Née en 1602, Chiara Margarita Cozzolani entre à l'âge de 18 ans chez les bénédictines et rejoint sa tante et sa sœur aînée au couvent Sainte Radegonde situé au centre de Milan. Elle en deviendra successivement prieure et, en 1660, abbesse. Le monastère de Sainte Radegonde est particulièrement réputé, notamment pour la qualité de la musique qui y est donnée. Pour preuve, la dédicace spéciale, en 1598, d'œuvres pour les sœurs par le prêtre et musicien milanais Giuseppe Gallo. Si, à cette époque déjà, l'Église ne veut pas de la vie religieuse forcée, la réalité est différente et bien des familles profitent de ce moyen de se soustraire à de futures dots : les couvents deviennent des centres importants, pour la musique notamment. Parmi les quelque six mille nonnes milanaises contemporaines de Chiara Margarita, la plupart jouent d'un instrument.
Pour en revenir à Chiara Margarita, nous ne savons rien de sa formation, probablement reçue au sein du couvent, lieu d'éducation par excellence. Elle écrit quatre volumes de compositions vocales entre 1640 et 1650, année de publication à Venise de ses Salmi a otto voci concertati, motetti, dialoghi. Pour l'impression de ce recueil dans la cité de Petrucci nous ne savons pas si Chiara Margarita s'est déplacée. Après 1650, sa production musicale diminue, en raison de ses responsabilités dans la communauté mais aussi sans doute en raison de la nomination d'un évêque, Alfonso Litta, fortement opposé, à la différence de ses prédécesseurs, à un déploiement musical dans les églises conventuelles. La date du décès de Chiara Margarita n'est pas connue, mais comme la compositrice ne figure plus dans les registres de Sainte Radegonde entre 1676 et 1678, il semble qu'elle soit décédée durant cette période, vers l'âge de 75 ans.

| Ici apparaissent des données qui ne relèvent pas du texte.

//! Binary format validators.
//!
//! These parse WAV bytes without going through the encoder's own header
//! code, so the encoder cannot agree with itself by accident.

use std::fmt;

pub mod wav;

pub use wav::{validate_clip, validate_wav, WavInfo};

/// Error type for format validation failures.
#[derive(Debug, Clone, PartialEq, Eq)]
pub struct FormatError {
    /// The format being validated.
    pub format: &'static str,
    /// Description of what went wrong.
    pub message: String,
    /// Byte offset where the error occurred, if applicable.
    pub offset: Option<usize>,
}

impl FormatError {
    /// Create a new format error.
    pub fn new(format: &'static str, message: impl Into<String>) -> Self {
        Self {
            format,
            message: message.into(),
            offset: None,
        }
    }

    /// Create a format error with a byte offset.
    pub fn at_offset(format: &'static str, message: impl Into<String>, offset: usize) -> Self {
        Self {
            format,
            message: message.into(),
            offset: Some(offset),
        }
    }
}

impl fmt::Display for FormatError {
    fn fmt(&self, f: &mut fmt::Formatter<'_>) -> fmt::Result {
        if let Some(offset) = self.offset {
            write!(f, "{} error at offset {}: {}", self.format, offset, self.message)
        } else {
            write!(f, "{} error: {}", self.format, self.message)
        }
    }
}

impl std::error::Error for FormatError {}
//! Per-track master buffer.

use tracing::trace;

use crate::buffer::silence;
use crate::error::AudioResult;
use crate::note::Track;
use crate::rng::SeedSource;
use crate::synthesis::render_event;

/// A silent buffer spanning the whole clip that events are added into.
#[derive(Debug, Clone)]
pub struct TrackBus {
    samples: Vec<f64>,
    sample_rate: f64,
}

impl TrackBus {
    /// Allocates a silent bus of `num_samples` samples.
    pub fn new(num_samples: usize, sample_rate: f64) -> AudioResult<Self> {
        Ok(Self {
            samples: silence(num_samples)?,
            sample_rate,
        })
    }

    /// Renders every event of `track` onto a fresh bus.
    pub fn render(
        track: &Track,
        num_samples: usize,
        sample_rate: f64,
        source: &mut SeedSource,
    ) -> AudioResult<Self> {
        let mut bus = Self::new(num_samples, sample_rate)?;
        for event in &track.events {
            let rendered = render_event(event, sample_rate, source)?;
            bus.place(&rendered, bus.offset_of(event.start));
        }
        trace!(track = %track.name, events = track.len(), "rendered track bus");
        Ok(bus)
    }

    /// Sample offset for a start time in seconds, rounded to nearest.
    pub fn offset_of(&self, start: f64) -> usize {
        let offset = (start * self.sample_rate).round();
        if offset.is_finite() && offset > 0.0 {
            offset as usize
        } else {
            0
        }
    }

    /// Adds `samples` starting at `offset`, dropping anything past the end.
    pub fn place(&mut self, samples: &[f64], offset: usize) {
        let Some(dest) = self.samples.get_mut(offset..) else {
            return;
        };
        for (out, &sample) in dest.iter_mut().zip(samples) {
            *out += sample;
        }
    }

    /// Read access to the bus.
    pub fn samples(&self) -> &[f64] {
        &self.samples
    }

    /// Number of samples in the bus.
    pub fn len(&self) -> usize {
        self.samples.len()
    }

    /// Returns true if the bus holds no samples.
    pub fn is_empty(&self) -> bool {
        self.samples.is_empty()
    }

    /// Consumes the bus, returning its samples.
    pub fn into_samples(self) -> Vec<f64> {
        self.samples
    }
}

Deux ans après ses premières recherches en 2016, la musicologue Jana Bartová retrouve des pièces de Cozzolani parmi la collection Philomela angelica (1688) du compositeur allemand Daniel Speer (1636-1707). Celui-ci, avec le souci d'adapter quelques-unes des pièces de Cozzolani pour un public luthérien, avait ajouté des parties de cordes, parfois sous forme d'écho. Il présente ces six pièces extraites des Scherzi di sacra melodia publiés à Venise en 1648 comme celles d'une bénédictine anonyme basée à Rome et complète sa publication de six motets de Maurizio Cazzati, qui avait dédié trois recueils de musique à l'une des religieuses, Donna Ceva. L'édition par Speer en 1688 rassemble finalement douze pièces pour voix seule, commençant toutes par le mot Ecce, sur des textes bibliques retravaillés. La musique de Chiara Margarita fût exportée jusqu'en Bolivie par Domenico Zipoli qui compléta l'un de ses psaumes de deux parties de violon.

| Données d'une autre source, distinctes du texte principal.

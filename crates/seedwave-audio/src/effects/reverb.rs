//! Fixed-topology reverb built from parallel feedback delay taps.
//!
//! Every tap sees the dry signal. The wet signal is the sum of the tap
//! outputs scaled by [`WET_LEVEL`], added on top of the dry signal.

use tracing::trace;

use crate::error::AudioResult;

use super::delay_line::FeedbackDelay;

/// Tap delay times in seconds.
pub const TAP_TIMES: [f64; 4] = [0.029, 0.037, 0.041, 0.043];

/// Feedback coefficient of every tap.
pub const TAP_FEEDBACK: f64 = 0.5;

/// Gain applied to each tap output.
pub const WET_LEVEL: f64 = 0.20;

/// Four parallel feedback delays summed with the dry signal.
#[derive(Debug, Clone)]
pub struct ReverbUnit {
    taps: Vec<FeedbackDelay>,
    wet_level: f64,
}

impl ReverbUnit {
    /// Creates the reverb with fresh (silent) taps.
    pub fn new(sample_rate: f64) -> AudioResult<Self> {
        let taps = TAP_TIMES
            .iter()
            .map(|&t| FeedbackDelay::from_seconds(t, sample_rate, TAP_FEEDBACK))
            .collect::<AudioResult<Vec<_>>>()?;

        Ok(Self {
            taps,
            wet_level: WET_LEVEL,
        })
    }

    /// Tap lengths in samples.
    pub fn tap_lengths(&self) -> Vec<usize> {
        self.taps.iter().map(FeedbackDelay::len).collect()
    }

    /// Processes one dry sample, returning dry + wet.
    pub fn process_sample(&mut self, dry: f64) -> f64 {
        let wet_level = self.wet_level;
        let wet: f64 = self
            .taps
            .iter_mut()
            .map(|tap| tap.process(dry) * wet_level)
            .sum();
        dry + wet
    }

    /// Processes a buffer in place.
    pub fn process(&mut self, samples: &mut [f64]) {
        for sample in samples.iter_mut() {
            *sample = self.process_sample(*sample);
        }
        trace!(samples = samples.len(), "applied reverb");
    }

    /// Silences every tap.
    pub fn clear(&mut self) {
        for tap in &mut self.taps {
            tap.clear();
        }
    }
}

Chiara Margarita observe-t-elle l'équilibre difficile recherché après le Concile de Trente (qui n'a d'ailleurs pratiquement rien dit de la musique) entre le logos (la parole) et le melos (la mélodie) ? Bannit-elle la « musica troppo molle » qui ne respecte pas les règles édictées par les sinodi diocesani et les concili provinciali dans la foulée du concile ? A l'instar du Palestrina de la Contre-Réforme, Cozzolani use peu de l'imitation, favorise les dialogues entre les deux chœurs et traite le chant à huit voix en quasi homorythmie. Du côté de l'instrumentation, la partition elle-même n'indique rien puisqu'elle ne comporte que les lignes vocales et la basse continue. On sait que, dans la région milanaise de la Contre-Réforme, Charles Borromée édicte des lois propres et limite fortement les instruments à l'église, contrairement à ses confrères vénitiens par exemple. En 1565, le prélat édicte une loi qui ne tolère que l'orgue. Ce n'est qu'au dôme de Milan que cette restriction sera observée. Nous savons en effet que les interdictions répétées par les différents évêques n'étaient souvent pas respectées : dans une lettre adressée au Cardinal Borromée en personne, une religieuse milanaise se félicite d'avoir invité un joueur de viole à se produire durant les liturgies de Noël sur un instrument offert à la communauté. Le clavecin, lui, est bel et bien présent à cette époque dans les couvents mais plutôt réservé à l'étude, en dehors de l'église abbatiale. Nous savons que les moniales jouaient de toutes sortes d'instruments. En ce qui regarde la pratique de la musique vocale au sein du monastère, il est bien possible que les voix graves aient été jouées par des instruments, malgré les proscriptions. La pratique de faire chanter à hauteur relative les voix de femmes était répandue, comme plus tard sous la direction de Vivaldi à l'Ospedale della Pietà de Venise. Les ténors chantaient ainsi souvent plus haut que les sopranos et les basses moins bas que les altos. Entre aussi en ligne de compte la question des chiavette (les clés), indiquant une transposition de la musique une quarte ou une quinte plus bas. Cependant, la lecture des partitions laisse plutôt penser à une transposition vers l'aigu ou à des diapasons hauts.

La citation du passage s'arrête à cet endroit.